Para la hermenéutica la historia no es sólo ver: es pensar lo visto, y es pensar lo pensado. Y pensar es siempre, en uno u otro sentido, construcción y reconstrucción. De modo que conocer la historia es ejercer un acto de comprensión, en el sentido no de entender, o de explicar (ya que la historia no se puede analizar como un objeto físico o matemático), sino de develar la vida humana a través de la experiencia-vivencia. Y tal develamiento se obtiene por medio de las manifestaciones duraderas y permanentes de la vida: desde las cartas de navegación, crónicas de viajeros, juicios de época, libros prohibidos, cartas y decretos reales, hasta los más íntimos sueños y deseos del ser humano, que son los que, en definitiva, desenvuelven el fino hilo que hace la trama del acontecer histórico. Entre el intérprete y el actor (por ejemplo, entre Magallanes y nosotros, entre un Pedro de Mendoza gravemente enfermo de sífilis y nosotros), hay una base de naturaleza humana fermental y universal que hace posible la comunicación a través del tiempo y el espacio, en el habla y en la comprensión. Walt Whitman dice, en su poema “Con el reflujo del océano de la vida”: “Mientras recorro las playas que no conozco, mientras escucho la endecha de los hombres y las mujeres náufragos… yo no soy sino un insignificante madero abandonado por la resaca”. Algo de eso hemos sentido todos, en algún momento de nuestra existencia; y más aún lo habrán sentido aquellos seres que, como en el poema citado, estaban totalmente abandonados a sí mismos, sin más norte y guía que su arrojo, su esperanza, su ambición y su propia versión de Dios.
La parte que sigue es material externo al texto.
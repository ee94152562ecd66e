//! Line-delimited JSON protocol over the review coordinator
//!
//! One request object per line, tagged by `op`; one response line per
//! request: `{"ok": ...}` or `{"error": {"kind": ..., "message": ...}}`.

use hitl_coordination::{CoordinatorError, Label, ReviewCoordinator};
use serde::{Deserialize, Serialize};
use serde_json::Value;
use tokio::io::{AsyncBufRead, AsyncBufReadExt, AsyncWrite, AsyncWriteExt};
use tracing::{debug, warn};

/// A protocol request
#[derive(Debug, Clone, PartialEq, Deserialize)]
#[serde(tag = "op", rename_all = "snake_case")]
pub enum Request {
    Classify {
        text: String,
    },
    GetTask {
        task_id: String,
    },
    SubmitLabel {
        task_id: String,
        /// Parsed by the coordinator's vocabulary so unknown labels surface
        /// as validation errors rather than protocol errors
        label: String,
        #[serde(default)]
        worker_id: Option<String>,
    },
    ListTasks,
    ListPending,
}

/// Category of a failed request
#[derive(Debug, Clone, Copy, PartialEq, Eq, Serialize)]
#[serde(rename_all = "snake_case")]
pub enum ErrorKind {
    NotFound,
    Validation,
    Model,
    Store,
    Config,
    Protocol,
}

#[derive(Debug, Clone, PartialEq, Serialize)]
pub struct ErrorBody {
    pub kind: ErrorKind,
    pub message: String,
}

/// A protocol response
#[derive(Debug, Clone, PartialEq, Serialize)]
#[serde(rename_all = "snake_case")]
pub enum Response {
    Ok(Value),
    Error(ErrorBody),
}

impl Response {
    fn error(kind: ErrorKind, message: impl Into<String>) -> Self {
        Response::Error(ErrorBody {
            kind,
            message: message.into(),
        })
    }
}

impl From<CoordinatorError> for Response {
    fn from(err: CoordinatorError) -> Self {
        let kind = match &err {
            CoordinatorError::TaskNotFound(_) => ErrorKind::NotFound,
            CoordinatorError::Validation(_) => ErrorKind::Validation,
            CoordinatorError::Model(_) => ErrorKind::Model,
            CoordinatorError::Store(_) => ErrorKind::Store,
            CoordinatorError::Config(_) => ErrorKind::Config,
        };
        Response::error(kind, err.to_string())
    }
}

/// Execute a parsed request
pub async fn dispatch(coordinator: &ReviewCoordinator, request: Request) -> Response {
    match execute(coordinator, request).await {
        Ok(response) => response,
        Err(e) => e.into(),
    }
}

async fn execute(
    coordinator: &ReviewCoordinator,
    request: Request,
) -> Result<Response, CoordinatorError> {
    let response = match request {
        Request::Classify { text } => ok(coordinator.classify(&text).await?),
        Request::GetTask { task_id } => ok(coordinator.get_task(&task_id)?),
        Request::SubmitLabel {
            task_id,
            label,
            worker_id,
        } => {
            let label: Label = label.parse()?;
            ok(coordinator.submit_label(&task_id, label, worker_id)?)
        }
        Request::ListTasks => ok(coordinator.list_tasks()?),
        Request::ListPending => ok(coordinator.list_pending()?),
    };
    Ok(response)
}

fn ok(payload: impl Serialize) -> Response {
    match serde_json::to_value(payload) {
        Ok(value) => Response::Ok(value),
        Err(e) => Response::error(ErrorKind::Protocol, e.to_string()),
    }
}

/// Parse and execute one protocol line
pub async fn handle_line(coordinator: &ReviewCoordinator, line: &str) -> Response {
    let request: Request = match serde_json::from_str(line) {
        Ok(request) => request,
        Err(e) => {
            warn!("Malformed request: {}", e);
            return Response::error(ErrorKind::Protocol, e.to_string());
        }
    };

    debug!(?request, "Dispatching request");
    dispatch(coordinator, request).await
}

/// Serve requests from `reader` until EOF, writing one response per line
///
/// Blank lines are skipped. Returns the number of requests handled.
pub async fn serve<R, W>(
    coordinator: &ReviewCoordinator,
    reader: R,
    mut writer: W,
) -> std::io::Result<usize>
where
    R: AsyncBufRead + Unpin,
    W: AsyncWrite + Unpin,
{
    let mut lines = reader.lines();
    let mut handled = 0;

    while let Some(line) = lines.next_line().await? {
        if line.trim().is_empty() {
            continue;
        }

        let response = handle_line(coordinator, &line).await;
        let mut out = serde_json::to_vec(&response).map_err(std::io::Error::other)?;
        out.push(b'\n');

        writer.write_all(&out).await?;
        writer.flush().await?;
        handled += 1;
    }

    Ok(handled)
}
Es que, en el fondo, el valor que aquellos hombres y mujeres sacaron de algún sitio, para lanzarse a las aventuras de los viajes de navegación que hoy nos resultan dantescos y casi incomprensibles, puede resumirse en una sola palabra, que acaso pueda parecer sorprendente, y que sin embargo, no lo es: esa palabra es rebeldía. Porque, como bien dice Oscar Wilde, “a los ojos de todo aquel que haya leído algo de historia, la rebeldía es la virtud original del hombre”. Sería bueno recordarlo. Siempre.
Bibliografía:
Dilthey, W. (1962) Introducción a las Ciencias del Espíritu. Versión de Julián Marías. Prólogo de J. Ortega y Gasset. Madrid.
Gabilondo, A. (1988) Dilthey: vida, expresión e historia. Ed. Cincel. Colombia.
Morales Padrón, F. (1974) Los conquistadores de América. Madrid.
Parry, H. (1952) América y la expansión del mundo.
Rubio, J. (1942) Exploración y conquista del Río de la Plata. Salvat.
Zapata Gollan, A. (1963) Mito y superstición en la conquista de América. Buenos Aires.